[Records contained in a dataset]
========================================
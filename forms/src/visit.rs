//! The visit-report form: summary switches, free observations, and four
//! dynamic sections built from the product and competitor catalogs.

#[cfg(test)]
#[path = "visit_test.rs"]
mod visit_test;

use std::fmt;

use serde::{Deserialize, Serialize};

use crate::candidate::Candidate;
use crate::section::{DynamicSection, FieldSpec, SectionConfig, ToggleSpec};

pub const QUANTITY: &str = "quantite";
pub const OBSERVATION: &str = "observation";
pub const OUT_OF_STOCK: &str = "en_rupture";
pub const PACKS: &str = "packs";
pub const ACTIVITY: &str = "activite";
pub const MECHANISM: &str = "mecanisme";

const PRODUCT_PLACEHOLDER: &str = "Select a product...";
const COMPETITOR_PLACEHOLDER: &str = "Select a competitor...";

/// Names of the dynamic sections of a visit report.
#[derive(Clone, Copy, Debug, PartialEq, Eq, Hash, Serialize, Deserialize)]
#[serde(rename_all = "snake_case")]
pub enum SectionName {
    Stocks,
    Incidents,
    Orders,
    Watches,
}

impl SectionName {
    pub const ALL: [Self; 4] = [Self::Stocks, Self::Incidents, Self::Orders, Self::Watches];

    #[must_use]
    pub fn as_str(self) -> &'static str {
        match self {
            Self::Stocks => "stocks",
            Self::Incidents => "incidents",
            Self::Orders => "orders",
            Self::Watches => "watches",
        }
    }
}

impl fmt::Display for SectionName {
    fn fmt(&self, f: &mut fmt::Formatter<'_>) -> fmt::Result {
        f.write_str(self.as_str())
    }
}

#[must_use]
pub fn stock_section(products: Vec<Candidate>) -> DynamicSection {
    DynamicSection::new(
        SectionConfig::new("Stock levels & stock-outs", PRODUCT_PLACEHOLDER, products)
            .with_field(FieldSpec::numeric(QUANTITY, "Quantity in stock"))
            .with_toggle(ToggleSpec::new(OUT_OF_STOCK, "Out of stock")),
    )
}

#[must_use]
pub fn incident_section(products: Vec<Candidate>) -> DynamicSection {
    DynamicSection::new(
        SectionConfig::new("Incidents", PRODUCT_PLACEHOLDER, products)
            .with_field(FieldSpec::numeric(QUANTITY, "Quantity"))
            .with_field(FieldSpec::text(OBSERVATION, "Observation (e.g. damaged)")),
    )
}

#[must_use]
pub fn order_section(products: Vec<Candidate>) -> DynamicSection {
    DynamicSection::new(
        SectionConfig::new("Order taking", PRODUCT_PLACEHOLDER, products)
            .with_field(FieldSpec::numeric(QUANTITY, "Quantity ordered"))
            .with_field(FieldSpec::text(OBSERVATION, "Observation")),
    )
}

#[must_use]
pub fn competitor_watch_section(competitors: Vec<Candidate>) -> DynamicSection {
    DynamicSection::new(
        SectionConfig::new("Competitive intelligence", COMPETITOR_PLACEHOLDER, competitors)
            .with_field(FieldSpec::numeric(PACKS, "Number of packs"))
            .with_field(FieldSpec::text(ACTIVITY, "Observed activity"))
            .with_field(FieldSpec::text(MECHANISM, "Mechanism")),
    )
}

/// Everything a merchandiser enters for one client visit.
///
/// Each draft owns its sections exclusively; nothing is shared between
/// drafts, and the whole draft is dropped once its payload is assembled.
#[derive(Clone, Debug)]
pub struct VisitDraft {
    pub client_id: i64,
    pub fifo: bool,
    pub planogramme: bool,
    pub observations: String,
    pub stocks: DynamicSection,
    pub incidents: DynamicSection,
    pub orders: DynamicSection,
    pub watches: DynamicSection,
}

impl VisitDraft {
    /// Empty draft. FIFO and planogram compliance start checked.
    #[must_use]
    pub fn new(client_id: i64, products: Vec<Candidate>, competitors: Vec<Candidate>) -> Self {
        Self {
            client_id,
            fifo: true,
            planogramme: true,
            observations: String::new(),
            stocks: stock_section(products.clone()),
            incidents: incident_section(products.clone()),
            orders: order_section(products),
            watches: competitor_watch_section(competitors),
        }
    }

    #[must_use]
    pub fn section(&self, name: SectionName) -> &DynamicSection {
        match name {
            SectionName::Stocks => &self.stocks,
            SectionName::Incidents => &self.incidents,
            SectionName::Orders => &self.orders,
            SectionName::Watches => &self.watches,
        }
    }

    pub fn section_mut(&mut self, name: SectionName) -> &mut DynamicSection {
        match name {
            SectionName::Stocks => &mut self.stocks,
            SectionName::Incidents => &mut self.incidents,
            SectionName::Orders => &mut self.orders,
            SectionName::Watches => &mut self.watches,
        }
    }
}
//! Submission payload assembly.
//!
//! DESIGN
//! ======
//! Assembly is a pure, total function of the draft. Rows without a selection
//! are dropped silently, numeric text degrades to `0` instead of failing, and
//! absent switches read as `false`. A report that is submittable but possibly
//! wrong is preferred over a blocked submission.
//!
//! Incidents and orders share one backend collection (`details_produits`)
//! distinguished by a literal `type_detail` tag; they are concatenated, never
//! deduplicated, so the same product may appear once per tag.

#[cfg(test)]
#[path = "payload_test.rs"]
mod payload_test;

use serde::{Deserialize, Serialize};

use crate::candidate::CandidateId;
use crate::row::Row;
use crate::section::DynamicSection;
use crate::visit::{self, VisitDraft};

/// Discriminator of a `details_produits` entry.
#[derive(Clone, Copy, Debug, PartialEq, Eq, Serialize, Deserialize)]
pub enum DetailKind {
    #[serde(rename = "incident")]
    Incident,
    #[serde(rename = "commande")]
    Order,
}

#[derive(Clone, Debug, PartialEq, Eq, Serialize, Deserialize)]
pub struct StockLine {
    #[serde(rename = "produit_id")]
    pub product_id: CandidateId,
    #[serde(rename = "quantite_en_stock")]
    pub quantity_in_stock: i64,
    #[serde(rename = "est_en_rupture")]
    pub out_of_stock: bool,
}

#[derive(Clone, Debug, PartialEq, Eq, Serialize, Deserialize)]
pub struct ProductDetailLine {
    #[serde(rename = "produit_id")]
    pub product_id: CandidateId,
    #[serde(rename = "quantite")]
    pub quantity: i64,
    pub observation: String,
    #[serde(rename = "type_detail")]
    pub kind: DetailKind,
}

#[derive(Clone, Debug, PartialEq, Eq, Serialize, Deserialize)]
pub struct CompetitorWatchLine {
    #[serde(rename = "concurrent_id")]
    pub competitor_id: CandidateId,
    #[serde(rename = "nombre_packs")]
    pub packs: i64,
    #[serde(rename = "activite_observee")]
    pub activity: String,
    #[serde(rename = "mecanisme")]
    pub mechanism: String,
    #[serde(rename = "marque")]
    pub brand: String,
}

/// Request body of `POST /visites/`.
#[derive(Clone, Debug, PartialEq, Eq, Serialize, Deserialize)]
pub struct VisitPayload {
    pub client_id: i64,
    pub fifo: bool,
    pub planogramme: bool,
    pub observations_generales: String,
    pub releves_stock: Vec<StockLine>,
    pub details_produits: Vec<ProductDetailLine>,
    pub veilles_concurrentielles: Vec<CompetitorWatchLine>,
}

/// Parse the leading integer of `raw` the way a lenient form field would.
///
/// Leading whitespace and one sign are accepted, then the longest run of
/// ASCII digits is taken; anything after it is ignored. No digits yields
/// `0`. Values beyond `i64` saturate.
#[must_use]
pub fn parse_int_lenient(raw: &str) -> i64 {
    let trimmed = raw.trim_start();
    let (negative, digits) = match trimmed.as_bytes().first() {
        Some(b'-') => (true, &trimmed[1..]),
        Some(b'+') => (false, &trimmed[1..]),
        _ => (false, trimmed),
    };

    let mut value: i64 = 0;
    for byte in digits.bytes().take_while(u8::is_ascii_digit) {
        let digit = i64::from(byte - b'0');
        value = if negative {
            value.saturating_mul(10).saturating_sub(digit)
        } else {
            value.saturating_mul(10).saturating_add(digit)
        };
    }
    value
}

/// Rows of `section` that have a selection, paired with it, in row order.
pub fn complete_rows(section: &DynamicSection) -> impl Iterator<Item = (&Row, CandidateId)> {
    section
        .rows()
        .iter()
        .filter_map(|row| row.selection.map(|id| (row, id)))
}

/// Concatenate the complete rows of several sections into one list, passing
/// each section's tag to `convert`. Order follows `parts`, then row order.
pub fn merge_tagged<'a, K, T>(
    parts: impl IntoIterator<Item = (K, &'a DynamicSection)>,
    convert: impl Fn(K, &Row, CandidateId) -> T,
) -> Vec<T>
where
    K: Copy,
{
    let mut merged = Vec::new();
    for (tag, section) in parts {
        merged.extend(complete_rows(section).map(|(row, id)| convert(tag, row, id)));
    }
    merged
}

fn stock_line(row: &Row, id: CandidateId) -> StockLine {
    StockLine {
        product_id: id,
        quantity_in_stock: parse_int_lenient(row.text(visit::QUANTITY)),
        out_of_stock: row.flag(visit::OUT_OF_STOCK),
    }
}

fn product_detail_line(kind: DetailKind, row: &Row, id: CandidateId) -> ProductDetailLine {
    ProductDetailLine {
        product_id: id,
        quantity: parse_int_lenient(row.text(visit::QUANTITY)),
        observation: row.text(visit::OBSERVATION).to_owned(),
        kind,
    }
}

fn competitor_watch_line(row: &Row, id: CandidateId) -> CompetitorWatchLine {
    CompetitorWatchLine {
        competitor_id: id,
        packs: parse_int_lenient(row.text(visit::PACKS)),
        activity: row.text(visit::ACTIVITY).to_owned(),
        mechanism: row.text(visit::MECHANISM).to_owned(),
        brand: String::new(),
    }
}

/// Build the request body for a finished draft. Never fails.
#[must_use]
pub fn assemble_visit(draft: &VisitDraft) -> VisitPayload {
    VisitPayload {
        client_id: draft.client_id,
        fifo: draft.fifo,
        planogramme: draft.planogramme,
        observations_generales: draft.observations.clone(),
        releves_stock: complete_rows(&draft.stocks).map(|(row, id)| stock_line(row, id)).collect(),
        details_produits: merge_tagged(
            [(DetailKind::Incident, &draft.incidents), (DetailKind::Order, &draft.orders)],
            product_detail_line,
        ),
        veilles_concurrentielles: complete_rows(&draft.watches)
            .map(|(row, id)| competitor_watch_line(row, id))
            .collect(),
    }
}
========================================
**DESCRIPTION OF THE TASK**
Write out exactly the lines that fall from the line with "a blocked submission." to the line with "are concatenated, never" in the records above, keeping both ends.

**ANSWER TO THIS EXERCISE**
//! wrong is preferred over a blocked submission.
//!
//! Incidents and orders share one backend collection (`details_produits`)
//! distinguished by a literal `type_detail` tag; they are concatenated, never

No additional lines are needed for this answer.